For whatever reason Lit came to exist, it has the advantage over Lnt and the recently discovered LnsAB38 and AatD39,40, the only other known amino terminus acylating enzymes, that upon reaction it does not produce a lyso-phospholipid (lyso-PL) as a second product1. Lyso-PLs, as the name implies, are potent surfactants that, at high enough concentrations, will effectively punch holes in and eventually solubilise membranes. A million copies of Braun’s lipoprotein reside in the cell wall of E. coli, all processed through Lnt2. Simultaneous with lipoprotein synthesis, an equal number of lyso-PLs is produced. A typical cell has an estimated 20 million PLs in each leaflet of the inner membrane. The newly formed lyso-PL will therefore appear in the outer leaflet of the inner membrane at high (5 mol%) concentration. If nothing is done to remove this powerful detergent, the integrity of the membrane would be compromised with fatal consequences for the cell. Fortunately, repair systems are in place that shunt lyso-PLs back into benign diacyl-PLs41,42. No such repair system exists in Gram-positive bacteria which means that an Lnt-type activity, with lyso-PL as a product, could not be tolerated. It makes sense therefore that Gram-positive organisms, with a need for N-acylated lipoproteins, should have evolved Lit activity. Because the reaction catalysed by Lit is intramolecular, additional substrates and products are not involved, making for an efficient route to N-acylated lipoproteins.

Copper is an essential trace element.

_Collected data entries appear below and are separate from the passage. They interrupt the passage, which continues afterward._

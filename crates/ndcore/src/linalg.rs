//! Matrix products, inverse and determinant.
//!
//! `inv` and `det` default to Gauss-Jordan pivoting on the diagonal without
//! row swaps, and the wrapped-diagonal (Sarrus) determinant. Neither is robust: a zero pivot
//! turns the inverse into infinities and NaN, and the Sarrus sum is only a
//! determinant up to 3x3. `inv_with` and `det_with` select the pivoted
//! alternatives through [`LinalgConfig`].

use log::{debug, warn};

use crate::array::Array;
use crate::config::{DetMethod, InvMethod, LinalgConfig};
use crate::error::{NdError, Result};
use crate::math::dot_slice;

impl Array {
    /// Matrix / vector product.
    ///
    /// * `[m, k] . [k, n] -> [m, n]`
    /// * `[k] . [k, n] -> [1, n]`
    /// * `[m, k] . [k] -> [m, 1]`
    /// * `[k] . [k] -> [1]`
    pub fn dot(&self, that: &Array) -> Result<Array> {
        let a = self.data();
        let b = that.data();
        match (self.shape(), that.shape()) {
            (&[m, k], &[k2, n]) if k == k2 => {
                Ok(Array::from_parts(vec![m, n], matmul(&a, &b, m, k, n)))
            }
            (&[k], &[k2, n]) if k == k2 => {
                Ok(Array::from_parts(vec![1, n], matmul(&a, &b, 1, k, n)))
            }
            (&[m, k], &[k2]) if k == k2 => {
                Ok(Array::from_parts(vec![m, 1], matmul(&a, &b, m, k, 1)))
            }
            (&[k], &[k2]) if k == k2 => Ok(Array::from_vec(vec![dot_slice(&a, &b)])),
            _ => Err(NdError::shape(
                "dot",
                format!("an operand whose leading axis matches the last axis of {:?}", self.shape()),
                that.shape(),
            )),
        }
    }

    fn square_dim(&self, op: &'static str) -> Result<usize> {
        match *self.shape() {
            [n, m] if n == m => Ok(n),
            _ => Err(NdError::shape(op, "a square matrix", self.shape())),
        }
    }

    /// Inverse by Gauss-Jordan elimination without row pivoting.
    pub fn inv(&self) -> Result<Array> {
        self.inv_with(&LinalgConfig::default())
    }

    pub fn inv_with(&self, config: &LinalgConfig) -> Result<Array> {
        let n = self.square_dim("inv")?;
        let mut a = self.to_vec();
        debug!("inverting {}x{} matrix with {:?}", n, n, config.inv);
        let inv = gauss_jordan(&mut a, n, config.inv == InvMethod::PartialPivot);
        Ok(Array::from_parts(vec![n, n], inv))
    }

    /// Determinant by the wrapped-diagonal product sum. Exact up to 3x3.
    pub fn det(&self) -> Result<f64> {
        self.det_with(&LinalgConfig::default())
    }

    pub fn det_with(&self, config: &LinalgConfig) -> Result<f64> {
        let n = self.square_dim("det")?;
        let a = self.to_vec();
        Ok(match config.det {
            DetMethod::Sarrus => {
                if n >= 4 {
                    debug!("sarrus determinant on a {}x{} matrix is not a true determinant", n, n);
                }
                det_sarrus(&a, n)
            }
            DetMethod::Lu => det_lu(a, n),
        })
    }
}

fn matmul(a: &[f64], b: &[f64], m: usize, k: usize, n: usize) -> Vec<f64> {
    let mut out = vec![0.0; m * n];
    for i in 0..m {
        let out_row = &mut out[i * n..(i + 1) * n];
        for p in 0..k {
            let aip = a[i * k + p];
            for (o, &bpj) in out_row.iter_mut().zip(&b[p * n..(p + 1) * n]) {
                *o += aip * bpj;
            }
        }
    }
    out
}

/// Row at or below `k` with the largest magnitude in column `k`.
fn pivot_row(a: &[f64], n: usize, k: usize) -> usize {
    (k..n)
        .max_by(|&x, &y| a[x * n + k].abs().total_cmp(&a[y * n + k].abs()))
        .unwrap_or(k)
}

fn swap_rows(a: &mut [f64], n: usize, r1: usize, r2: usize) {
    for j in 0..n {
        a.swap(r1 * n + j, r2 * n + j);
    }
}

/// Reduce `a` to the identity in place and return the accumulated inverse.
fn gauss_jordan(a: &mut [f64], n: usize, partial_pivot: bool) -> Vec<f64> {
    let mut inv = vec![0.0; n * n];
    for i in 0..n {
        inv[i * n + i] = 1.0;
    }

    for k in 0..n {
        if partial_pivot {
            let p = pivot_row(a, n, k);
            if p != k {
                swap_rows(a, n, p, k);
                swap_rows(&mut inv, n, p, k);
            }
        }

        let pivot = a[k * n + k];
        if pivot == 0.0 {
            warn!("zero pivot at row {} while inverting; result will contain inf/NaN", k);
        }
        for j in 0..n {
            a[k * n + j] /= pivot;
            inv[k * n + j] /= pivot;
        }

        for i in (0..n).filter(|&i| i != k) {
            let factor = a[i * n + k];
            for j in 0..n {
                a[i * n + j] -= factor * a[k * n + j];
                inv[i * n + j] -= factor * inv[k * n + j];
            }
        }
    }
    inv
}

fn det_sarrus(a: &[f64], n: usize) -> f64 {
    match n {
        0 => 1.0,
        1 => a[0],
        2 => a[0] * a[3] - a[1] * a[2],
        _ => {
            let mut forward = 0.0;
            let mut backward = 0.0;
            for s in 0..n {
                let mut p = 1.0;
                let mut q = 1.0;
                for i in 0..n {
                    p *= a[i * n + (s + i) % n];
                    q *= a[i * n + (s + n - i) % n];
                }
                forward += p;
                backward += q;
            }
            forward - backward
        }
    }
}

fn det_lu(mut a: Vec<f64>, n: usize) -> f64 {
    let mut det = 1.0;
    for k in 0..n {
        let p = pivot_row(&a, n, k);
        if a[p * n + k] == 0.0 {
            return 0.0;
        }
        if p != k {
            swap_rows(&mut a, n, p, k);
            det = -det;
        }
        let pivot = a[k * n + k];
        det *= pivot;
        for i in k + 1..n {
            let factor = a[i * n + k] / pivot;
            for j in k..n {
                a[i * n + j] -= factor * a[k * n + j];
            }
        }
    }
    det
}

Beyond a certain concentration however this transition metal becomes toxic43. Copper is approved for public health use as an antibacterial agent especially for sterilising touch surfaces. Its application as a growth-promoter in the diet of food-producing animals has raised concerns for possibly contributing to the rise in antimicrobial resistance44. In host/pathogen relationships, the toxic properties of copper have been exploited. Infected macrophages, for example, store copper in phagosomes to combat Staphylococcus aureus. In turn, bacteria have evolved defence mechanisms that employ copper transporters, chaperones and oxidases. These copper-detoxification features are typically found in mobile genetic elements as plasmids or islands in chromosomal DNA. They contribute to the facile development of strains resistant to copper and to elimination by the host immune system. lit2 is part of a copper-sensitive operon. Its expression, upon exposure to copper, coincides with the upregulation of copper-resistance genes23. As noted, Lit2 expression will lead to the conversion of DA-BLP to lyso-BLP. In so doing, a potent agonist of the innate defence system’s TLRs is converted to the much more benign lyso-BLP. This immunity attenuating response, presumably works in concert with the suite of newly expressed copper-resistance genes to enable the invading organism to fend off attack by the host, and to survive and multiply. Recently, CopL, a lipoprotein in S. aureus, has been shown to bind copper ions with attomolar affinity45. CopL has been speculated to play a role in resisting copper killing and in binding excess copper pumped from the cell by efflux proteins. DA-BLPs may function likewise to sequester piped copper. Copper binding proteins may also act as a reserve in times of copper deficiency.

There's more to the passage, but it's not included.